Homily – August 15, 2021

St. Paul describes Jesus in this way; He did not consider his equality with God as something to be clung to but he emptied himself becoming as we all are, though without sin and took to himself the form of a slave, the least of human beings, a slave obedient unto death, even death on a cross. Because of this diminishment God exalted him and gave him a name above all others, so that at the name of Jesus every knee should bend and every tongue should confess that Jesus Christ is Lord, to the glory of God the Father.

The life of Mary parallels the life of Jesus. As a young girl Mary is invited to play a major part in the plan God had for humanity. She would conceive and bear a child by the overshadowing of the Holy Spirit and name him Jesus. Mary was promised her son would be great and the Lord God with give him the throne of his ancestor David and he will reign over the house of Jacob forever and his kingdom will have no end.

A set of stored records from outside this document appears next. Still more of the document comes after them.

//! Color values accepted by DOT color attributes.
//!
//! This module provides the [`Color`] type: the X11 color names understood by
//! every Graphviz renderer, plus explicit RGB and RGBA values. Arbitrary CSS
//! color strings can be converted with [`Color::parse`], which uses the
//! `DynamicColor` parser from the color crate for anything that is not a known
//! name.

use std::{fmt, str::FromStr};

use color::{DynamicColor, Srgb};
use thiserror::Error;

/// Error returned when a color string cannot be understood.
#[derive(Debug, Clone, PartialEq, Eq, Error)]
#[error("invalid color `{input}`: {reason}")]
pub struct ColorError {
    input: String,
    reason: String,
}

macro_rules! named_colors {
    ($($variant:ident => $name:literal),+ $(,)?) => {
        /// A DOT color.
        ///
        /// [`Color::Default`] is the omit sentinel: an attribute holding it is
        /// not written, leaving the renderer's own default in place.
        #[derive(Debug, Clone, Copy, PartialEq, Eq, Hash, Default)]
        pub enum Color {
            /// Not emitted; the renderer's own default applies.
            #[default]
            Default,
            $(
                #[doc = concat!("The X11 color `", $name, "`.")]
                $variant,
            )+
            /// An opaque color given by its red, green and blue channels.
            Rgb(u8, u8, u8),
            /// A color with an alpha channel.
            Rgba(u8, u8, u8, u8),
        }

        impl Color {
            /// Looks up an X11 color by name, ignoring ASCII case.
            pub fn from_name(name: &str) -> Option<Self> {
                let lower = name.to_ascii_lowercase();
                match lower.as_str() {
                    $($name => Some(Self::$variant),)+
                    _ => None,
                }
            }

            /// Returns the X11 name of a named color.
            ///
            /// Returns `None` for [`Color::Default`] and explicit channel values.
            pub fn name(self) -> Option<&'static str> {
                match self {
                    $(Self::$variant => Some($name),)+
                    Self::Default | Self::Rgb(..) | Self::Rgba(..) => None,
                }
            }
        }
    };
}

named_colors! {
    AliceBlue => "aliceblue",
    AntiqueWhite => "antiquewhite",
    Aquamarine => "aquamarine",
    Azure => "azure",
    Beige => "beige",
    Bisque => "bisque",
    Black => "black",
    BlanchedAlmond => "blanchedalmond",
    Blue => "blue",
    BlueViolet => "blueviolet",
    Brown => "brown",
    BurlyWood => "burlywood",
    CadetBlue => "cadetblue",
    Chartreuse => "chartreuse",
    Chocolate => "chocolate",
    Coral => "coral",
    CornflowerBlue => "cornflowerblue",
    Cornsilk => "cornsilk",
    Crimson => "crimson",
    Cyan => "cyan",
    DarkBlue => "darkblue",
    DarkCyan => "darkcyan",
    DarkGoldenrod => "darkgoldenrod",
    DarkGray => "darkgray",
    DarkGreen => "darkgreen",
    DarkGrey => "darkgrey",
    DarkKhaki => "darkkhaki",
    DarkMagenta => "darkmagenta",
    DarkOliveGreen => "darkolivegreen",
    DarkOrange => "darkorange",
    DarkOrchid => "darkorchid",
    DarkRed => "darkred",
    DarkSalmon => "darksalmon",
    DarkSeaGreen => "darkseagreen",
    DarkSlateBlue => "darkslateblue",
    DarkSlateGray => "darkslategray",
    DarkSlateGrey => "darkslategrey",
    DarkTurquoise => "darkturquoise",
    DarkViolet => "darkviolet",
    DeepPink => "deeppink",
    DeepSkyBlue => "deepskyblue",
    DimGray => "dimgray",
    DimGrey => "dimgrey",
    DodgerBlue => "dodgerblue",
    Firebrick => "firebrick",
    FloralWhite => "floralwhite",
    ForestGreen => "forestgreen",
    Gainsboro => "gainsboro",
    GhostWhite => "ghostwhite",
    Gold => "gold",
    Goldenrod => "goldenrod",
    Gray => "gray",
    Green => "green",
    GreenYellow => "greenyellow",
    Grey => "grey",
    Honeydew => "honeydew",
    HotPink => "hotpink",
    IndianRed => "indianred",
    Indigo => "indigo",
    Invis => "invis",
    Ivory => "ivory",
    Khaki => "khaki",
    Lavender => "lavender",
    LavenderBlush => "lavenderblush",
    LawnGreen => "lawngreen",
    LemonChiffon => "lemonchiffon",
    LightBlue => "lightblue",
    LightCoral => "lightcoral",
    LightCyan => "lightcyan",
    LightGoldenrod => "lightgoldenrod",
    LightGoldenrodYellow => "lightgoldenrodyellow",
    LightGray => "lightgray",
    LightGreen => "lightgreen",
    LightGrey => "lightgrey",
    LightPink => "lightpink",
    LightSalmon => "lightsalmon",
    LightSeaGreen => "lightseagreen",
    LightSkyBlue => "lightskyblue",
    LightSlateBlue => "lightslateblue",
    LightSlateGray => "lightslategray",
    LightSlateGrey => "lightslategrey",
    LightSteelBlue => "lightsteelblue",
    LightYellow => "lightyellow",
    LimeGreen => "limegreen",
    Linen => "linen",
    Magenta => "magenta",
    Maroon => "maroon",
    MediumAquamarine => "mediumaquamarine",
    MediumBlue => "mediumblue",
    MediumOrchid => "mediumorchid",
    MediumPurple => "mediumpurple",
    MediumSeaGreen => "mediumseagreen",
    MediumSlateBlue => "mediumslateblue",
    MediumSpringGreen => "mediumspringgreen",
    MediumTurquoise => "mediumturquoise",
    MediumVioletRed => "mediumvioletred",
    MidnightBlue => "midnightblue",
    MintCream => "mintcream",
    MistyRose => "mistyrose",
    Moccasin => "moccasin",
    NavajoWhite => "navajowhite",
    Navy => "navy",
    NavyBlue => "navyblue",
    None => "none",
    OldLace => "oldlace",
    OliveDrab => "olivedrab",
    Orange => "orange",
    OrangeRed => "orangered",
    Orchid => "orchid",
    PaleGoldenrod => "palegoldenrod",
    PaleGreen => "palegreen",
    PaleTurquoise => "paleturquoise",
    PaleVioletRed => "palevioletred",
    PapayaWhip => "papayawhip",
    PeachPuff => "peachpuff",
    Peru => "peru",
    Pink => "pink",
    Plum => "plum",
    PowderBlue => "powderblue",
    Purple => "purple",
    Red => "red",
    RosyBrown => "rosybrown",
    RoyalBlue => "royalblue",
    SaddleBrown => "saddlebrown",
    Salmon => "salmon",
    SandyBrown => "sandybrown",
    SeaGreen => "seagreen",
    Seashell => "seashell",
    Sienna => "sienna",
    SkyBlue => "skyblue",
    SlateBlue => "slateblue",
    SlateGray => "slategray",
    SlateGrey => "slategrey",
    Snow => "snow",
    SpringGreen => "springgreen",
    SteelBlue => "steelblue",
    Tan => "tan",
    Thistle => "thistle",
    Tomato => "tomato",
    Transparent => "transparent",
    Turquoise => "turquoise",
    Violet => "violet",
    VioletRed => "violetred",
    Wheat => "wheat",
    White => "white",
    WhiteSmoke => "whitesmoke",
    Yellow => "yellow",
    YellowGreen => "yellowgreen",
}

impl Color {
    /// Parses a color from a string.
    ///
    /// X11 names are tried first; anything else is handed to the CSS color
    /// parser and converted to explicit sRGB channels.
    ///
    /// # Errors
    ///
    /// Returns [`ColorError`] if the string is neither a known name nor a valid
    /// CSS color.
    ///
    /// # Examples
    ///
    /// ```
    /// use dotwright_core::color::Color;
    ///
    /// assert_eq!(Color::parse("Red").unwrap(), Color::Red);
    /// assert_eq!(Color::parse("#ff8000").unwrap(), Color::Rgb(255, 128, 0));
    /// assert!(Color::parse("not-a-color").is_err());
    /// ```
    pub fn parse(input: &str) -> Result<Self, ColorError> {
        let trimmed = input.trim();
        if let Some(color) = Self::from_name(trimmed) {
            return Ok(color);
        }

        let dynamic = DynamicColor::from_str(trimmed).map_err(|err| ColorError {
            input: input.to_string(),
            reason: err.to_string(),
        })?;
        let rgba = dynamic.to_alpha_color::<Srgb>().to_rgba8();

        if rgba.a == u8::MAX {
            Ok(Self::Rgb(rgba.r, rgba.g, rgba.b))
        } else {
            Ok(Self::Rgba(rgba.r, rgba.g, rgba.b, rgba.a))
        }
    }

    /// Returns `true` for the omit sentinel.
    pub fn is_default(self) -> bool {
        matches!(self, Self::Default)
    }
}

impl FromStr for Color {
    type Err = ColorError;

    fn from_str(s: &str) -> Result<Self, Self::Err> {
        Self::parse(s)
    }
}

impl fmt::Display for Color {
    fn fmt(&self, f: &mut fmt::Formatter<'_>) -> fmt::Result {
        match self {
            Self::Default => Ok(()),
            Self::Rgb(r, g, b) => write!(f, "#{r:02x}{g:02x}{b:02x}"),
            Self::Rgba(r, g, b, a) => write!(f, "#{r:02x}{g:02x}{b:02x}{a:02x}"),
            named => f.write_str(named.name().unwrap_or_default()),
        }
    }
}

#[cfg(test)]
mod tests {
    use super::*;

    #[test]
    fn test_color_default_is_sentinel() {
        assert_eq!(Color::default(), Color::Default);
        assert!(Color::Default.is_default());
        assert!(!Color::Black.is_default());
        assert_eq!(Color::Default.to_string(), "");
    }

    #[test]
    fn test_color_names_round_trip() {
        assert_eq!(Color::from_name("aliceblue"), Some(Color::AliceBlue));
        assert_eq!(Color::from_name("LightGoldenrodYellow"), Some(Color::LightGoldenrodYellow));
        assert_eq!(Color::Transparent.name(), Some("transparent"));
        assert_eq!(Color::from_name("chartreuse7"), None);
    }

    #[test]
    fn test_color_display() {
        assert_eq!(Color::Red.to_string(), "red");
        assert_eq!(Color::Rgb(255, 0, 16).to_string(), "#ff0010");
        assert_eq!(Color::Rgba(0, 0, 0, 128).to_string(), "#00000080");
    }

    #[test]
    fn test_color_parse_css() {
        assert_eq!(Color::parse("#00ff00").unwrap(), Color::Rgb(0, 255, 0));
        assert_eq!(Color::parse("rgb(0, 0, 255)").unwrap(), Color::Rgb(0, 0, 255));
        assert_eq!(Color::parse(" navy ").unwrap(), Color::Navy);
    }

    #[test]
    fn test_color_parse_alpha() {
        let color = Color::parse("#ff000080").unwrap();
        assert!(matches!(color, Color::Rgba(255, 0, 0, _)));
    }

    #[test]
    fn test_color_parse_invalid() {
        let err = Color::parse("not-a-color").unwrap_err();
        assert!(err.to_string().contains("not-a-color"));
    }

    #[test]
    fn test_color_from_str() {
        let color: Color = "white".parse().unwrap();
        assert_eq!(color, Color::White);
    }
}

Mary must have remembered these promises as she stood by the cross of Jesus on Calvary. Saw her son robbed of all human dignity, robbed of his reputation as a good man. Jesus’ throne was his cross, his crown was woven thorns, his royal robe was his flesh ripped by whips, his banner the mock title nailed to his cross; Jesus of Nazareth, king of the Jews.

Jesus called out, my God, my God, why have you abandoned me? Mary sharing in that sense of abandonment must have questioned, what happened to all those promises? But Mary’s trust in the promises of God never faltered.

God the Father vindicated Jesus in Jesus’ resurrection. God the Father vindicated the faith of Mary in her assumption into heaven.

Like the Immaculate Conception the Assumption was not always a dogma of our Catholic faint until Pope Pius 12 rules it so in 1950. It is longstanding tradition in the Orthodox churches of the East. They celebrate the feast of the dormition, the slumbering of Mary.

In his dogmatic decree of 1950 Pope Pius made it a matter of our faith that Mary, having completed her earthly course was taken body and soul to heaven to share in the glory of her risen Son. The Father did not let his holy one see corruption.

This feast celebrates Mary’s un shakable trust in God’s promises.

Despite all odds Mary trusted God to be faithful to God’s promises. Mary’s example challenges us to question ourselves, how trusting are we to God’s promises to us? Jesus promised us; seek and you will find, ask and you will receive, knock and the door will be opened, and especially, when we fret over our past mistakes, there’s the promise, tho your sins be as red as scarlet they will be white as snow, tho they be red as crimson they shall be white as wool.

On this great feast of Mary’s Assumption into heaven we pray for ourselves and for each other for the gift to have share in Mary’s trust that the promises made to her by God would be fulfilled and trust so will God’s promises to us.